Heute schreibt sie selbst Springsport-Geschichte. Sie verbucht unzählige Siege und ist als erste Frau die Nr. 1 der Weltrangliste. Wie sie diese großartigen Erfolge über ihr Können, ihre Philosophie und ihre ganz eigene Methode mit Pferden zu arbeiten geschafft hat, können wir nun nachlesen.

Elmar Pollmann-Schweckhorst zeigt auf 160 Seiten mitfühlend und erlebbar verschiedene Ansätze der Philosophie, der Methode und damit einhergehende wichtige Lebensetappen der erfolgreichsten Springreiterin der Welt. Das Buch „Keine Angst vor großen Zielen – Meredith Michaels-Beerbaums Weg zur Nr.1: Ihr Leben – Ihre Methode – Ihre Philosophie“ ist ein großartiges Porträt einer anmutigen, zierlichen Person mit einem riesigen Herz und einem enormen positiven Glauben in die Beziehungen zu ihren Pferden.

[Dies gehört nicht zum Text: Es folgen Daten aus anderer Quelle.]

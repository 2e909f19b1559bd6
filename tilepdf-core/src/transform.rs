use crate::backend::{page_transform, SliceTransform};
use crate::host::Host;
use crate::viewport::Viewport;

/// Conversions between window, device (page pixel) and user (PDF point)
/// coordinates. All of them need the page to be resident; user space also
/// needs a transform from a finished or in-flight tile of that page.
impl<H: Host> Viewport<H> {
    /// Slice origin and transform usable for `page`.
    fn transform_for(&self, page: usize) -> Option<(i32, i32, SliceTransform)> {
        if let Some(tile) = self
            .cache
            .find(page)
            .and_then(|entry| entry.tiles().first())
        {
            return Some((tile.bounds.x_min, tile.bounds.y_min, tile.transform));
        }
        self.in_flight
            .filter(|tile| tile.page == page)
            .map(|tile| (tile.bounds.x_min, tile.bounds.y_min, tile.transform))
    }

    pub fn window_to_device(&self, xw: i32, yw: i32) -> Option<(usize, i32, i32)> {
        self.cache
            .pages()
            .iter()
            .find(|entry| entry.window_rect().contains(xw, yw))
            .map(|entry| (entry.page, xw - entry.dest_x, yw - entry.dest_y))
    }

    pub fn window_to_user(&self, xw: i32, yw: i32) -> Option<(usize, f64, f64)> {
        let (page, xd, yd) = self.window_to_device(xw, yw)?;
        let (xu, yu) = self.device_to_user(page, xd as f64, yd as f64)?;
        Some((page, xu, yu))
    }

    pub fn device_to_window(&self, page: usize, xd: i32, yd: i32) -> Option<(i32, i32)> {
        let entry = self.cache.find(page)?;
        Some((entry.dest_x + xd, entry.dest_y + yd))
    }

    pub fn user_to_device(&self, page: usize, xu: f64, yu: f64) -> Option<(f64, f64)> {
        let (x0, y0, transform) = self.transform_for(page)?;
        let (x, y) = transform.ctm.apply(xu, yu);
        Some((x + x0 as f64, y + y0 as f64))
    }

    pub fn device_to_user(&self, page: usize, xd: f64, yd: f64) -> Option<(f64, f64)> {
        let (x0, y0, transform) = self.transform_for(page)?;
        Some(transform.ictm.apply(xd - x0 as f64, yd - y0 as f64))
    }

    pub fn user_to_window(&self, page: usize, xu: f64, yu: f64) -> Option<(i32, i32)> {
        let (xd, yd) = self.user_to_device(page, xu, yu)?;
        self.device_to_window(page, round_pixel(xd), round_pixel(yd))
    }

    /// Like [`Viewport::user_to_device`], falling back to the page's default
    /// transform at the current resolution when nothing of it is resident.
    pub(crate) fn user_to_device_or_default(&self, page: usize, xu: f64, yu: f64) -> (i32, i32) {
        if let Some((xd, yd)) = self.user_to_device(page, xu, yu) {
            return (round_pixel(xd), round_pixel(yd));
        }
        let Some(document) = self.document.as_deref() else {
            return (0, 0);
        };
        let dpi = if self.dpi > 0.0 { self.dpi } else { 72.0 };
        let transform = page_transform(&document.page_geometry(page), dpi, self.rotation);
        let (xd, yd) = transform.ctm.apply(xu, yu);
        (round_pixel(xd), round_pixel(yd))
    }
}

pub(crate) fn round_pixel(v: f64) -> i32 {
    (v + 0.5).floor() as i32
}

Aus: Keine Angst vor großen Zielen, S. 146.
Aus: Keine Angst vor großen Zielen, S. 146.

Dieses, vom FN Verlag herausgegebene, Buch ist ein Muss für Meredith-Fans und Menschen die sich für Merediths ganz eigene und überaus erfolgreiche Interpretation des Horsemanships interessieren.

Ein hervorragendes Buch zum Verschenken und zum selbst Behalten!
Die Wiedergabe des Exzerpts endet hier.